Many of the questions in the previous section require retrieval of the merger history, be it of halos or of galaxies. A straightforward way to store a tree structure such as the merger trees here, where each halo has at most one descendant is to create a foreign key from each halo to its descendant. Though this is the most explicit way to store the trees as well as the most efficient in terms of space requirements, the problem is that one requires recursive methods to retrieve information about a complete tree. While some database systems have explicit support for recursive queries, for example DB2, it will still be very inefficient, when the trees are deep, to retrieve them using such queries.

To support efficient retrieval of complete trees rooted in a halo at the final output time, one might add a foreign key to each halo pointing to the final descendant in its tree in addition to the direct descendant. This however does not help us to retrieve trees rooted in halos at other timestamps, which is something we also want to be able to do. And it becomes very expensive to add foreign keys to each descendant at later times for all halos.

Instead we have implemented an alternative model which provides very quick retrieval of complete trees, rooted in any halo, using completely standard SQL. The central idea is to store the nodes of a tree in the order they are visited in a depth-first search, starting with the root of a tree and following the descendant edges in opposite direction. The nodes of the tree (halos or galaxies) get unique integer identifiers that give the rank in the resulting sort added to the identifier of the root. In Fig. 2 this is illustrated.
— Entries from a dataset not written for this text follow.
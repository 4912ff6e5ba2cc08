use std::{net::SocketAddr, str::FromStr};

use anyhow::Context;
use axum::http::HeaderName;

#[derive(Clone, Debug)]
pub struct Config {
    pub database_url: String,
    pub bind_addr: SocketAddr,
    pub db_max_connections: u32,
    pub session_inactivity_minutes: i64,
    pub cors_permissive: bool,
    /// Header the fronting gateway puts the authenticated identity in.
    pub caller_header: HeaderName,
}

impl Default for Config {
    fn default() -> Self {
        Self {
            database_url: "sqlite://roomchat.db?mode=rwc".to_owned(),
            bind_addr: SocketAddr::from(([0, 0, 0, 0], 8080)),
            db_max_connections: 16,
            session_inactivity_minutes: 5,
            cors_permissive: false,
            caller_header: HeaderName::from_static("x-caller-id"),
        }
    }
}

impl Config {
    /// Reads the process environment, picking up a `.env` file if one exists.
    pub fn from_env() -> anyhow::Result<Self> {
        dotenv::dotenv().ok();
        Self::from_lookup(|key| dotenv::var(key).ok())
    }

    /// Builds a config from `lookup`, falling back to defaults for absent keys.
    pub fn from_lookup(lookup: impl Fn(&str) -> Option<String>) -> anyhow::Result<Self> {
        let defaults = Self::default();

        Ok(Self {
            database_url: lookup("DATABASE_URL").unwrap_or(defaults.database_url),
            bind_addr: parse_or(&lookup, "BIND_ADDR", defaults.bind_addr)?,
            db_max_connections: parse_or(&lookup, "DB_MAX_CONNECTIONS", defaults.db_max_connections)?,
            session_inactivity_minutes: parse_or(
                &lookup,
                "SESSION_INACTIVITY_MINUTES",
                defaults.session_inactivity_minutes,
            )?,
            cors_permissive: parse_or(&lookup, "CORS_PERMISSIVE", defaults.cors_permissive)?,
            caller_header: parse_or(&lookup, "CALLER_HEADER", defaults.caller_header)?,
        })
    }
}

fn parse_or<T>(lookup: &impl Fn(&str) -> Option<String>, key: &str, default: T) -> anyhow::Result<T>
where
    T: FromStr,
    T::Err: std::error::Error + Send + Sync + 'static,
{
    match lookup(key) {
        Some(raw) => raw
            .trim()
            .parse()
            .with_context(|| format!("invalid {key}={raw:?}")),
        None => Ok(default),
    }
}
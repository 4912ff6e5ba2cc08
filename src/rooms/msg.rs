use axum::{debug_handler, extract::State};
use uuid::Uuid;

use crate::{
    extract::{Json, Path},
    messages::{Message, MessagePayload, MessageStore},
    session::Caller,
    AppResult,
};

use super::RoomStore;

#[debug_handler(state = crate::AppState)]
pub(crate) async fn list_messages(
    State(rooms): State<RoomStore>,
    State(messages): State<MessageStore>,
    caller: Caller,
    Path(room_id): Path<Uuid>,
) -> AppResult<Json<Vec<Message>>> {
    Ok(Json(messages.list(&rooms, &caller, room_id).await?))
}

#[debug_handler(state = crate::AppState)]
pub(crate) async fn post_message(
    State(rooms): State<RoomStore>,
    State(messages): State<MessageStore>,
    caller: Caller,
    Path(room_id): Path<Uuid>,
    Json(payload): Json<MessagePayload>,
) -> AppResult<Json<Message>> {
    Ok(Json(messages.post(&rooms, &caller, room_id, payload).await?))
}
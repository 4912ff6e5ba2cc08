use std::str::FromStr;

use sqlx::{
    sqlite::{SqliteConnectOptions, SqlitePoolOptions},
    SqlitePool,
};
use time::OffsetDateTime;

// rooms: unique id, members kept as a JSON array in insertion order.
const CREATE_ROOMS: &str = "CREATE TABLE IF NOT EXISTS rooms (
    id TEXT PRIMARY KEY NOT NULL,
    title TEXT NOT NULL,
    description TEXT NOT NULL,
    avatar TEXT NOT NULL,
    owner TEXT NOT NULL,
    members TEXT NOT NULL,
    created_at INTEGER NOT NULL,
    updated_at INTEGER NOT NULL,
    version INTEGER NOT NULL DEFAULT 0
)";

// messages: unique id, dropped together with their room.
const CREATE_MESSAGES: &str = "CREATE TABLE IF NOT EXISTS messages (
    id TEXT PRIMARY KEY NOT NULL,
    room_id TEXT NOT NULL REFERENCES rooms(id) ON DELETE CASCADE,
    sender TEXT NOT NULL,
    message TEXT NOT NULL,
    created_at INTEGER NOT NULL
)";

const CREATE_MESSAGES_ROOM_INDEX: &str =
    "CREATE INDEX IF NOT EXISTS messages_room_id ON messages (room_id)";

pub async fn connect(database_url: &str, max_connections: u32) -> anyhow::Result<SqlitePool> {
    let options = SqliteConnectOptions::from_str(database_url)?
        .create_if_missing(true)
        .foreign_keys(true);

    let db_pool = SqlitePoolOptions::new()
        .max_connections(max_connections)
        .connect_with(options)
        .await?;

    init(&db_pool).await?;
    Ok(db_pool)
}

/// Single-connection in-memory database; every extra connection would see its own empty db.
pub async fn memory() -> anyhow::Result<SqlitePool> {
    connect("sqlite::memory:", 1).await
}

pub async fn init(db_pool: &SqlitePool) -> sqlx::Result<()> {
    for statement in [CREATE_ROOMS, CREATE_MESSAGES, CREATE_MESSAGES_ROOM_INDEX] {
        sqlx::query(statement).execute(db_pool).await?;
    }
    tracing::debug!("schema ready");
    Ok(())
}

/// Current time truncated to milliseconds, the precision timestamps are stored at.
pub(crate) fn now() -> OffsetDateTime {
    let now = OffsetDateTime::now_utc();
    now - time::Duration::nanoseconds(i64::from(now.nanosecond() % 1_000_000))
}

pub(crate) fn to_millis(at: OffsetDateTime) -> i64 {
    (at.unix_timestamp_nanos() / 1_000_000) as i64
}

pub(crate) fn from_millis(millis: i64) -> Result<OffsetDateTime, time::error::ComponentRange> {
    OffsetDateTime::from_unix_timestamp_nanos(i128::from(millis) * 1_000_000)
}
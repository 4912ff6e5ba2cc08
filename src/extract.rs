//! `Json` and `Path` that reject through [`AppError`], so malformed bodies and
//! ids get the same error envelope as every other failure.

use axum::{
    extract::{FromRequest, FromRequestParts},
    response::{IntoResponse, Response},
};

use crate::AppError;

#[derive(FromRequest)]
#[from_request(via(axum::Json), rejection(AppError))]
pub struct Json<T>(pub T);

impl<T> IntoResponse for Json<T>
where
    axum::Json<T>: IntoResponse,
{
    fn into_response(self) -> Response {
        axum::Json(self.0).into_response()
    }
}

#[derive(FromRequestParts)]
#[from_request(via(axum::extract::Path), rejection(AppError))]
pub struct Path<T>(pub T);
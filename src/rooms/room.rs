use axum::{debug_handler, extract::State};
use serde::Deserialize;
use uuid::Uuid;

use crate::{
    extract::{Json, Path},
    session::Caller,
    AppResult,
};

use super::{Room, RoomPatch, RoomStore};

#[derive(Deserialize)]
pub(crate) struct AddMemberPayload {
    member: String,
}

#[debug_handler(state = crate::AppState)]
pub(crate) async fn list_rooms(
    State(rooms): State<RoomStore>,
    caller: Caller,
) -> AppResult<Json<Vec<Room>>> {
    Ok(Json(rooms.list_for(&caller).await?))
}

#[debug_handler(state = crate::AppState)]
pub(crate) async fn get_room(
    State(rooms): State<RoomStore>,
    caller: Caller,
    Path(id): Path<Uuid>,
) -> AppResult<Json<Room>> {
    Ok(Json(rooms.get(&caller, id).await?))
}

#[debug_handler(state = crate::AppState)]
pub(crate) async fn update_room(
    State(rooms): State<RoomStore>,
    caller: Caller,
    Path(id): Path<Uuid>,
    Json(patch): Json<RoomPatch>,
) -> AppResult<Json<Room>> {
    Ok(Json(rooms.update(&caller, id, patch).await?))
}

#[debug_handler(state = crate::AppState)]
pub(crate) async fn add_member(
    State(rooms): State<RoomStore>,
    caller: Caller,
    Path(id): Path<Uuid>,
    Json(AddMemberPayload { member }): Json<AddMemberPayload>,
) -> AppResult<Json<Room>> {
    Ok(Json(rooms.add_member(&caller, id, &member).await?))
}

#[debug_handler(state = crate::AppState)]
pub(crate) async fn delete_room(
    State(rooms): State<RoomStore>,
    caller: Caller,
    Path(id): Path<Uuid>,
) -> AppResult<Json<Room>> {
    Ok(Json(rooms.delete(&caller, id).await?))
}
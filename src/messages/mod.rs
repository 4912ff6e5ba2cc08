mod delete;
mod store;

use axum::{routing::delete, Router};

use crate::AppState;

pub use store::{Message, MessagePayload, MessageStore};

pub fn router() -> Router<AppState> {
    Router::new()
        .route("/messages/{id}", delete(delete::delete_message))
        .route("/messages/{id}/", delete(delete::delete_message))
}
Every halo gets, in addition to the descendant foreign key, a foreign key pointing to the "last progenitor". The last progenitor is that progenitor that comes last in the sort. It is easy to see that this implies that the tree rooted in a certain node contains precisely those nodes with identifier values BETWEEN (in the SQL sense) the identifier of the root and that of the last progenitor. To improve the efficiency of these retrievals we define an index on the identifier and order the table on disk acording to this index. This implies that the merger tree rooted in a certain tree node is located on disk directly following the node itself, which ensures very fast retrieval times, requiring only a few consecutive page reads.